Marketed as the most power-efficient x86 chip ever, it doesn’t really say much until actual reviews come out later on but just for the grain of salt, they were said to be 1.4x more powerful than Snapdragon X Elite in AI-related tasks which is kind of the point they are trying to drive and tackle against the Qualcomm launch.

The internals are to stay fundamentally the same but with enhancements across the board – faster CPU and NPU cores, a new Xe2 iGPU design that offers 50% more performance over Meteor Lake processors, and a revamped Lower Power Island that makes “background tasks even more power efficient”. As for the layout, they have chosen a 3-tiles design over Meteor Lake’s 4-tiles which suggests the combination of SoC and GPU for Lunar Lake.

The underlying P-cores and E-cores come from the new Lion Cove/Skymont microarchitecture that reportedly delivers even better Instructions Per Cycle (IPC) numbers despite the lack of hyperthreading therefore it will be interesting to see how the decision affects everyday usage and gaming once the finished products lands in Q3 2024 as announced.

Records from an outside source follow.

//! Handlers for the catalog and the anime admin endpoints.
//!
//! | Method | Path | Notes |
//! |--------|------|-------|
//! | `GET`    | `/anime` | Filters `q`, `genres`, `type`, `status`, `year_from`, `year_to`; `sort`, `dir`, `limit`, `offset` |
//! | `GET`    | `/anime/search?q=` | Up to 6 title matches |
//! | `GET`    | `/anime/:id` | Detail with related anime and comment thread |
//! | `POST`   | `/admin/anime` | Staff only |
//! | `PUT`    | `/admin/anime/:id` | Staff only |
//! | `DELETE` | `/admin/anime/:id` | Staff only |
//! | `POST`   | `/admin/anime/bulk-delete` | Staff only; body `{"ids":[..]}` |

use std::{collections::HashMap, sync::Arc};

use anishelf_core::{
  anime::{
    self, Anime, AnimeId, CatalogQuery, CharacterId, MAX_STUDIOS, NewAnime, RawMainCharacter,
    SortDir, SortField, StudioId,
  },
  related::{self, RawRelatedItem, RelatedItem},
  store::CatalogStore,
  thread::{ThreadComment, build_thread},
  user::UserSummary,
  watchlist::ListStatus,
};
use axum::{
  Json,
  extract::{Path, Query, State},
  http::StatusCode,
  response::IntoResponse,
};
use chrono::NaiveDate;
use serde::{Deserialize, Serialize};
use serde_json::json;

use crate::{error::ApiError, viewer::Viewer};

pub const DEFAULT_PAGE_SIZE: usize = 10;
pub const SEARCH_LIMIT: usize = 6;

const MAX_TITLE_CHARS: usize = 255;
const MAX_LABEL_CHARS: usize = 60;
const MAX_RELATION_TYPE_CHARS: usize = 40;
const MAX_URL_CHARS: usize = 255;
const MAX_NAME_CHARS: usize = 255;
const MAX_RATING_CHARS: usize = 30;
const MAX_DURATION_CHARS: usize = 60;

// ─── Views ───────────────────────────────────────────────────────────────────

/// Catalog card.
#[derive(Debug, Serialize, Deserialize)]
pub struct AnimeSummary {
  pub id:        AnimeId,
  pub title:     String,
  pub alt_title: Option<String>,
  #[serde(rename = "type")]
  pub kind:      String,
  pub year:      i32,
  pub season:    String,
  pub genres:    Vec<String>,
  pub episodes:  Option<u32>,
  pub status:    String,
  pub cover_url: Option<String>,
}

impl From<&Anime> for AnimeSummary {
  fn from(a: &Anime) -> Self {
    Self {
      id:        a.anime_id,
      title:     a.title.clone(),
      alt_title: a.alt_title.clone(),
      kind:      a.kind.clone(),
      year:      a.year,
      season:    a.season_label(),
      genres:    a.genres.clone(),
      episodes:  a.episodes,
      status:    a.status.clone(),
      cover_url: a.cover_url(),
    }
  }
}

/// One related edge resolved against its target anime.
#[derive(Debug, Serialize, Deserialize)]
pub struct RelatedView {
  pub id:            AnimeId,
  pub title:         String,
  #[serde(rename = "type")]
  pub kind:          String,
  pub year:          i32,
  pub relation_type: String,
  pub cover_url:     Option<String>,
}

/// A full record plus its derived fields, as returned by the admin endpoints.
#[derive(Debug, Serialize)]
pub struct AnimeView {
  #[serde(flatten)]
  pub anime:             Anime,
  pub season:            String,
  pub cover_url:         Option<String>,
  pub related_anime_id:  Option<AnimeId>,
  pub related_type:      Option<String>,
  pub studio_id:         Option<StudioId>,
  pub main_character_id: Option<CharacterId>,
  pub main_voice_actor:  Option<String>,
}

impl From<Anime> for AnimeView {
  fn from(anime: Anime) -> Self {
    Self {
      season: anime.season_label(),
      cover_url: anime.cover_url(),
      related_anime_id: anime.related_anime_id(),
      related_type: anime.related_type().map(str::to_owned),
      studio_id: anime.studio_id(),
      main_character_id: anime.main_character_id(),
      main_voice_actor: anime.main_voice_actor(),
      anime,
    }
  }
}

#[derive(Debug, Serialize)]
pub struct AnimeDetail {
  #[serde(flatten)]
  pub anime:             AnimeView,
  pub related:           Vec<RelatedView>,
  pub list_status:       Option<ListStatus>,
  pub list_status_label: Option<&'static str>,
  pub comments:          Vec<ThreadComment>,
  pub viewer:            Option<UserSummary>,
}

/// Resolve `items` against `targets`, dropping edges whose target is gone.
fn related_views(items: &[RelatedItem], targets: &[Anime]) -> Vec<RelatedView> {
  let by_id: HashMap<AnimeId, &Anime> = targets.iter().map(|a| (a.anime_id, a)).collect();
  items
    .iter()
    .filter_map(|item| {
      let target = by_id.get(&item.anime_id)?;
      Some(RelatedView {
        id:            target.anime_id,
        title:         target.title.clone(),
        kind:          target.kind.clone(),
        year:          target.year,
        relation_type: item.relation_type.clone(),
        cover_url:     target.cover_url(),
      })
    })
    .collect()
}

// ─── Catalog ─────────────────────────────────────────────────────────────────

#[derive(Debug, Deserialize, Default)]
pub struct CatalogParams {
  pub q:         Option<String>,
  /// Comma-separated; all must be present.
  pub genres:    Option<String>,
  #[serde(rename = "type")]
  pub kind:      Option<String>,
  pub status:    Option<String>,
  pub year_from: Option<String>,
  pub year_to:   Option<String>,
  pub sort:      Option<String>,
  pub dir:       Option<String>,
  pub limit:     Option<usize>,
  pub offset:    Option<usize>,
}

fn non_empty(s: Option<String>) -> Option<String> {
  s.map(|s| s.trim().to_owned()).filter(|s| !s.is_empty())
}

/// Blank or malformed years are ignored rather than rejected.
fn lenient_year(s: Option<&str>) -> Option<i32> { s.and_then(|s| s.trim().parse().ok()) }

impl CatalogParams {
  pub fn into_query(self) -> CatalogQuery {
    CatalogQuery {
      text:      non_empty(self.q),
      genres:    self
        .genres
        .map(|s| {
          s.split(',').map(str::trim).filter(|g| !g.is_empty()).map(str::to_owned).collect()
        })
        .unwrap_or_default(),
      kind:      non_empty(self.kind),
      status:    non_empty(self.status),
      year_from: lenient_year(self.year_from.as_deref()),
      year_to:   lenient_year(self.year_to.as_deref()),
      sort:      self.sort.as_deref().map_or(SortField::default(), SortField::parse),
      dir:       self.dir.as_deref().map_or(SortDir::default(), SortDir::parse),
      limit:     Some(self.limit.unwrap_or(DEFAULT_PAGE_SIZE)),
      offset:    self.offset,
    }
  }
}

/// `GET /anime`
pub async fn index<S>(
  State(store): State<Arc<S>>,
  Query(params): Query<CatalogParams>,
) -> Result<Json<Vec<AnimeSummary>>, ApiError>
where
  S: CatalogStore,
{
  let query = params.into_query();
  let anime = store.list_anime(&query).await.map_err(ApiError::store)?;
  Ok(Json(anime.iter().map(AnimeSummary::from).collect()))
}

#[derive(Debug, Deserialize)]
pub struct SearchParams {
  pub q: Option<String>,
}

/// `GET /anime/search?q=...`
pub async fn search<S>(
  State(store): State<Arc<S>>,
  Query(params): Query<SearchParams>,
) -> Result<Json<Vec<AnimeSummary>>, ApiError>
where
  S: CatalogStore,
{
  let Some(text) = non_empty(params.q) else {
    return Ok(Json(Vec::new()));
  };
  let anime = store.search_titles(&text, SEARCH_LIMIT).await.map_err(ApiError::store)?;
  Ok(Json(anime.iter().map(AnimeSummary::from).collect()))
}

/// `GET /anime/:id`
pub async fn show<S>(
  State(store): State<Arc<S>>,
  viewer: Viewer,
  Path(id): Path<AnimeId>,
) -> Result<Json<AnimeDetail>, ApiError>
where
  S: CatalogStore,
{
  let anime = store
    .get_anime(id)
    .await
    .map_err(ApiError::store)?
    .ok_or_else(|| ApiError::NotFound(format!("anime {id} not found")))?;

  let target_ids: Vec<AnimeId> = anime.related_items.iter().map(|i| i.anime_id).collect();
  let targets = store.get_anime_many(target_ids).await.map_err(ApiError::store)?;
  let related = related_views(&anime.related_items, &targets);

  let list_status = match viewer.user() {
    Some(user) => store.list_status(user.user_id, id).await.map_err(ApiError::store)?,
    None => None,
  };

  let records = store.comment_records(id).await.map_err(ApiError::store)?;
  let comments = build_thread(&records, viewer.user());

  Ok(Json(AnimeDetail {
    anime: AnimeView::from(anime),
    related,
    list_status,
    list_status_label: list_status.map(ListStatus::label),
    comments,
    viewer: viewer.user().map(|u| u.summary()),
  }))
}

// ─── Admin ───────────────────────────────────────────────────────────────────

/// Create/update body.
#[derive(Debug, Default, Deserialize)]
pub struct AnimePayload {
  #[serde(default)]
  pub title:            String,
  pub alt_title:        Option<String>,
  #[serde(rename = "type", default)]
  pub kind:             String,
  #[serde(default)]
  pub genres:           Vec<String>,
  pub episodes:         Option<i64>,
  #[serde(default)]
  pub status:           String,
  pub source:           Option<String>,
  pub season_date:      Option<NaiveDate>,
  pub description:      Option<String>,
  pub trailer_url:      Option<String>,
  pub cover_path:       Option<String>,
  #[serde(default)]
  pub studios:          Vec<StudioId>,
  /// Single-studio form accepted when `studios` is empty.
  pub studio_id:        Option<StudioId>,
  pub mpaa_rating:      Option<String>,
  pub age_rating:       Option<String>,
  pub duration:         Option<String>,
  #[serde(default)]
  pub main_characters:  Vec<RawMainCharacter>,
  #[serde(default)]
  pub related_items:    Vec<RawRelatedItem>,
  /// Single-relation form accepted when `related_items` is empty.
  pub related_anime_id: Option<AnimeId>,
  pub related_type:     Option<String>,
}

fn required(field: &str, value: &str, max: usize) -> Result<String, ApiError> {
  let value = value.trim();
  if value.is_empty() {
    return Err(ApiError::Validation(format!("{field} is required")));
  }
  if value.chars().count() > max {
    return Err(ApiError::Validation(format!("{field} must be at most {max} characters")));
  }
  Ok(value.to_owned())
}

fn optional(field: &str, value: Option<String>, max: usize) -> Result<Option<String>, ApiError> {
  match non_empty(value) {
    Some(v) if v.chars().count() > max => {
      Err(ApiError::Validation(format!("{field} must be at most {max} characters")))
    }
    other => Ok(other),
  }
}

impl AnimePayload {
  /// Validate the body and normalise its related items.
  pub fn validate(self) -> Result<NewAnime, ApiError> {
    let title = required("title", &self.title, MAX_TITLE_CHARS)?;
    let alt_title = optional("alt_title", self.alt_title, MAX_TITLE_CHARS)?;
    let kind = required("type", &self.kind, MAX_LABEL_CHARS)?;
    let status = required("status", &self.status, MAX_LABEL_CHARS)?;
    let source = optional("source", self.source, MAX_LABEL_CHARS)?;
    let trailer_url = optional("trailer_url", self.trailer_url, MAX_URL_CHARS)?;
    let mpaa_rating = optional("mpaa_rating", self.mpaa_rating, MAX_RATING_CHARS)?;
    let age_rating = optional("age_rating", self.age_rating, MAX_RATING_CHARS)?;
    let duration = optional("duration", self.duration, MAX_DURATION_CHARS)?;

    if self.studios.len() > MAX_STUDIOS {
      return Err(ApiError::Validation(format!("at most {MAX_STUDIOS} studios are allowed")));
    }
    let studios = anime::normalize_studios(&self.studios, self.studio_id);

    for c in &self.main_characters {
      optional("main character name", c.name.clone(), MAX_NAME_CHARS)?;
      optional("voice actor", c.voice_actor.clone(), MAX_NAME_CHARS)?;
    }
    let main_characters = anime::normalize_main_characters(self.main_characters);

    let genres = self
      .genres
      .iter()
      .map(|g| g.trim())
      .filter(|g| !g.is_empty())
      .map(|g| required("genre", g, MAX_LABEL_CHARS))
      .collect::<Result<Vec<_>, _>>()?;
    if genres.is_empty() {
      return Err(ApiError::Validation("at least one genre is required".into()));
    }

    let episodes = self
      .episodes
      .map(|n| {
        u32::try_from(n).map_err(|_| ApiError::Validation("episodes must be a non-negative count".into()))
      })
      .transpose()?;

    let season_date = self
      .season_date
      .ok_or_else(|| ApiError::Validation("season_date is required".into()))?;

    let mut raw = self.related_items;
    if raw.is_empty()
      && let (Some(id), Some(t)) = (self.related_anime_id, self.related_type)
    {
      raw.push(RawRelatedItem { anime_id: Some(id), relation_type: Some(t.trim().to_owned()) });
    }
    for item in &raw {
      if let Some(t) = &item.relation_type
        && t.chars().count() > MAX_RELATION_TYPE_CHARS
      {
        return Err(ApiError::Validation(format!(
          "related type must be at most {MAX_RELATION_TYPE_CHARS} characters"
        )));
      }
    }

    Ok(NewAnime {
      title,
      alt_title,
      kind,
      genres,
      episodes,
      status,
      source,
      season_date,
      description: non_empty(self.description),
      trailer_url,
      cover_path: non_empty(self.cover_path),
      studios,
      mpaa_rating,
      age_rating,
      duration,
      main_characters,
      related_items: related::normalize(raw),
    })
  }
}

/// Every related target other than `own_id` must exist.
async fn check_related_targets<S>(
  store: &S,
  own_id: Option<AnimeId>,
  items: &[RelatedItem],
) -> Result<(), ApiError>
where
  S: CatalogStore,
{
  let mut wanted: Vec<AnimeId> =
    items.iter().map(|i| i.anime_id).filter(|&id| Some(id) != own_id).collect();
  wanted.sort_unstable();
  wanted.dedup();
  if wanted.is_empty() {
    return Ok(());
  }

  let found = store.get_anime_many(wanted.clone()).await.map_err(ApiError::store)?;
  match wanted.iter().find(|id| !found.iter().any(|a| a.anime_id == **id)) {
    Some(missing) => Err(ApiError::Validation(format!("related anime {missing} does not exist"))),
    None => Ok(()),
  }
}

/// `POST /admin/anime`
pub async fn create<S>(
  State(store): State<Arc<S>>,
  viewer: Viewer,
  Json(body): Json<AnimePayload>,
) -> Result<impl IntoResponse, ApiError>
where
  S: CatalogStore,
{
  let admin = viewer.require_staff()?;
  let input = body.validate()?;
  check_related_targets(store.as_ref(), None, &input.related_items).await?;

  let anime = store.create_anime(input).await.map_err(ApiError::store)?;
  tracing::info!(anime_id = anime.anime_id, by = admin.user_id, "anime created");
  Ok((StatusCode::CREATED, Json(AnimeView::from(anime))))
}

/// `PUT /admin/anime/:id`
pub async fn update<S>(
  State(store): State<Arc<S>>,
  viewer: Viewer,
  Path(id): Path<AnimeId>,
  Json(body): Json<AnimePayload>,
) -> Result<Json<AnimeView>, ApiError>
where
  S: CatalogStore,
{
  let admin = viewer.require_staff()?;
  let input = body.validate()?;
  check_related_targets(store.as_ref(), Some(id), &input.related_items).await?;

  let anime = store
    .update_anime(id, input)
    .await
    .map_err(ApiError::store)?
    .ok_or_else(|| ApiError::NotFound(format!("anime {id} not found")))?;
  tracing::info!(anime_id = id, by = admin.user_id, "anime updated");
  Ok(Json(AnimeView::from(anime)))
}

/// `DELETE /admin/anime/:id`
pub async fn destroy<S>(
  State(store): State<Arc<S>>,
  viewer: Viewer,
  Path(id): Path<AnimeId>,
) -> Result<StatusCode, ApiError>
where
  S: CatalogStore,
{
  viewer.require_staff()?;
  match store.delete_anime(vec![id]).await.map_err(ApiError::store)? {
    0 => Err(ApiError::NotFound(format!("anime {id} not found"))),
    _ => Ok(StatusCode::NO_CONTENT),
  }
}

#[derive(Debug, Deserialize)]
pub struct BulkDeleteBody {
  #[serde(default)]
  pub ids: Vec<AnimeId>,
}

/// `POST /admin/anime/bulk-delete`
pub async fn bulk_destroy<S>(
  State(store): State<Arc<S>>,
  viewer: Viewer,
  Json(body): Json<BulkDeleteBody>,
) -> Result<Json<serde_json::Value>, ApiError>
where
  S: CatalogStore,
{
  viewer.require_staff()?;
  if body.ids.is_empty() {
    return Err(ApiError::Validation("ids must not be empty".into()));
  }
  let deleted = store.delete_anime(body.ids).await.map_err(ApiError::store)?;
  Ok(Json(json!({ "deleted": deleted })))
}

Another point to look out for is the NPU’s 45+TOPS performance which already exceeds Microsoft’s baseline 40TOPS requirement and that’s not counting the iGPU coming in to tackle parallelized workloads that would honestly run better through it but so far, we knew that the iGPU is capable of supporting the Intel Xe Matrix eXtensions (XMX) that specifically accelerates matrix math operations (which are most AI workloads at the low level) on the hardware level.

And as always, because there’s never a true battle between processors that were “freshly out of the oven” for the public, just bear in mind that the 20% and 30% better power consumption are against the “older” Ryzen 7 7840U and Snapdragon 8CX Gen3 so just take it as a base reference.